• _Activity_
Tally the lines below that contain the word "ShapedArray", and give only that number.

** Opening Records provided block **

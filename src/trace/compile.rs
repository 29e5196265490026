//! Compilation of IR graphs into executable artifacts.
//!
//! A [`Backend`] turns a traced [`IRGraph`] into an opaque [`Executable`].
//! The bundled [`InterpreterBackend`] linearizes the graph into a
//! register program that the [`Interpreter`](crate::trace::Interpreter)
//! runs on the CPU.

use crate::trace::{AbstractionLevel, IRGraph, IRNode, Interpreter, Primitive, ShapedArray};
use crate::{Array, DType, Result, Shape};
use rustc_hash::FxHashMap;
use std::fmt;
use std::sync::Arc;

/// Options passed to a backend for one compilation.
#[derive(Debug, Clone, Copy, PartialEq, Eq)]
pub struct CompileOptions {
    /// Abstraction level the graph was traced at.
    ///
    /// Artifacts check input shapes only when the level exposes them; an
    /// `Unshaped` artifact is reused across shapes.
    pub level: AbstractionLevel,
}

/// A compiled, immutable artifact for one signature.
pub trait Executable: Send + Sync + fmt::Debug {
    /// Name of the compiled function.
    fn name(&self) -> &str;

    /// Run the artifact on the traced arguments, in call order.
    fn execute(&self, inputs: &[Array]) -> Result<Vec<Array>>;
}

/// A compilation backend. Must be deterministic for a given graph.
pub trait Backend: Send + Sync + fmt::Debug {
    /// Backend name for logs.
    fn name(&self) -> &'static str;

    /// Compile `graph` into an executable artifact.
    fn compile(&self, graph: &IRGraph, options: CompileOptions) -> Result<Arc<dyn Executable>>;
}

/// Expected input of a compiled program.
#[derive(Debug, Clone, PartialEq)]
pub(crate) struct InputSpec {
    pub(crate) shape: Option<Shape>,
    pub(crate) dtype: DType,
}

impl InputSpec {
    pub(crate) fn describe(&self) -> String {
        match &self.shape {
            Some(shape) => ShapedArray::new(shape.clone(), self.dtype).to_string(),
            None => format!("{}[?]", self.dtype),
        }
    }
}

/// One instruction; its result lands in the register with the same index.
#[derive(Debug, Clone)]
pub(crate) enum Instr {
    /// Copy traced argument `n`
    Input(usize),
    /// Materialize a constant captured at trace time
    Constant(Array),
    /// Apply a primitive to earlier registers
    Apply { op: Primitive, args: Vec<usize> },
}

/// A linearized IR graph.
#[derive(Debug, Clone)]
pub struct Program {
    pub(crate) name: String,
    pub(crate) inputs: Vec<InputSpec>,
    pub(crate) instrs: Vec<Instr>,
    pub(crate) outputs: Vec<usize>,
}

impl Program {
    /// Linearize `graph` in topological order, one register per node.
    pub fn from_graph(graph: &IRGraph, options: CompileOptions) -> Program {
        let mut registers: FxHashMap<*const IRNode, usize> = FxHashMap::default();
        let mut instrs = Vec::new();
        let mut inputs = Vec::with_capacity(graph.num_inputs());

        for node in graph.topo_order() {
            let instr = match node.as_ref() {
                IRNode::Input { id, shape, dtype } => {
                    inputs.push(InputSpec {
                        shape: options.level.exposes_shape().then(|| shape.clone()),
                        dtype: *dtype,
                    });
                    Instr::Input(*id)
                }
                IRNode::Constant { value } => Instr::Constant(value.clone()),
                op_node => {
                    let Some(op) = op_node.primitive() else { continue };
                    let args = op_node
                        .operands()
                        .into_iter()
                        .map(|operand| registers[&Arc::as_ptr(operand)])
                        .collect();
                    Instr::Apply { op: op.clone(), args }
                }
            };
            registers.insert(Arc::as_ptr(&node), instrs.len());
            instrs.push(instr);
        }

        let outputs = graph.outputs.iter().map(|node| registers[&Arc::as_ptr(node)]).collect();

        Program { name: graph.name.clone(), inputs, instrs, outputs }
    }

    /// Number of instructions (registers).
    pub fn num_instructions(&self) -> usize {
        self.instrs.len()
    }

    /// Number of primitive applications.
    pub fn num_operations(&self) -> usize {
        self.instrs.iter().filter(|i| matches!(i, Instr::Apply { .. })).count()
    }

    /// Number of traced inputs the program expects.
    pub fn num_inputs(&self) -> usize {
        self.inputs.len()
    }
}

impl Executable for Program {
    fn name(&self) -> &str {
        &self.name
    }

    fn execute(&self, inputs: &[Array]) -> Result<Vec<Array>> {
        Interpreter::new().execute(self, inputs)
    }
}

/// Compiles graphs into interpreted register programs.
#[derive(Debug, Default, Clone, Copy)]
pub struct InterpreterBackend;

impl Backend for InterpreterBackend {
    fn name(&self) -> &'static str {
        "interpreter"
    }

    fn compile(&self, graph: &IRGraph, options: CompileOptions) -> Result<Arc<dyn Executable>> {
        let program = Program::from_graph(graph, options);
        log::debug!(
            "[{}] compiled {} into {} instructions ({} operations)",
            self.name(),
            program.name,
            program.num_instructions(),
            program.num_operations()
        );
        Ok(Arc::new(program))
    }
}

** Closing Records provided block **

• _Written solution_
2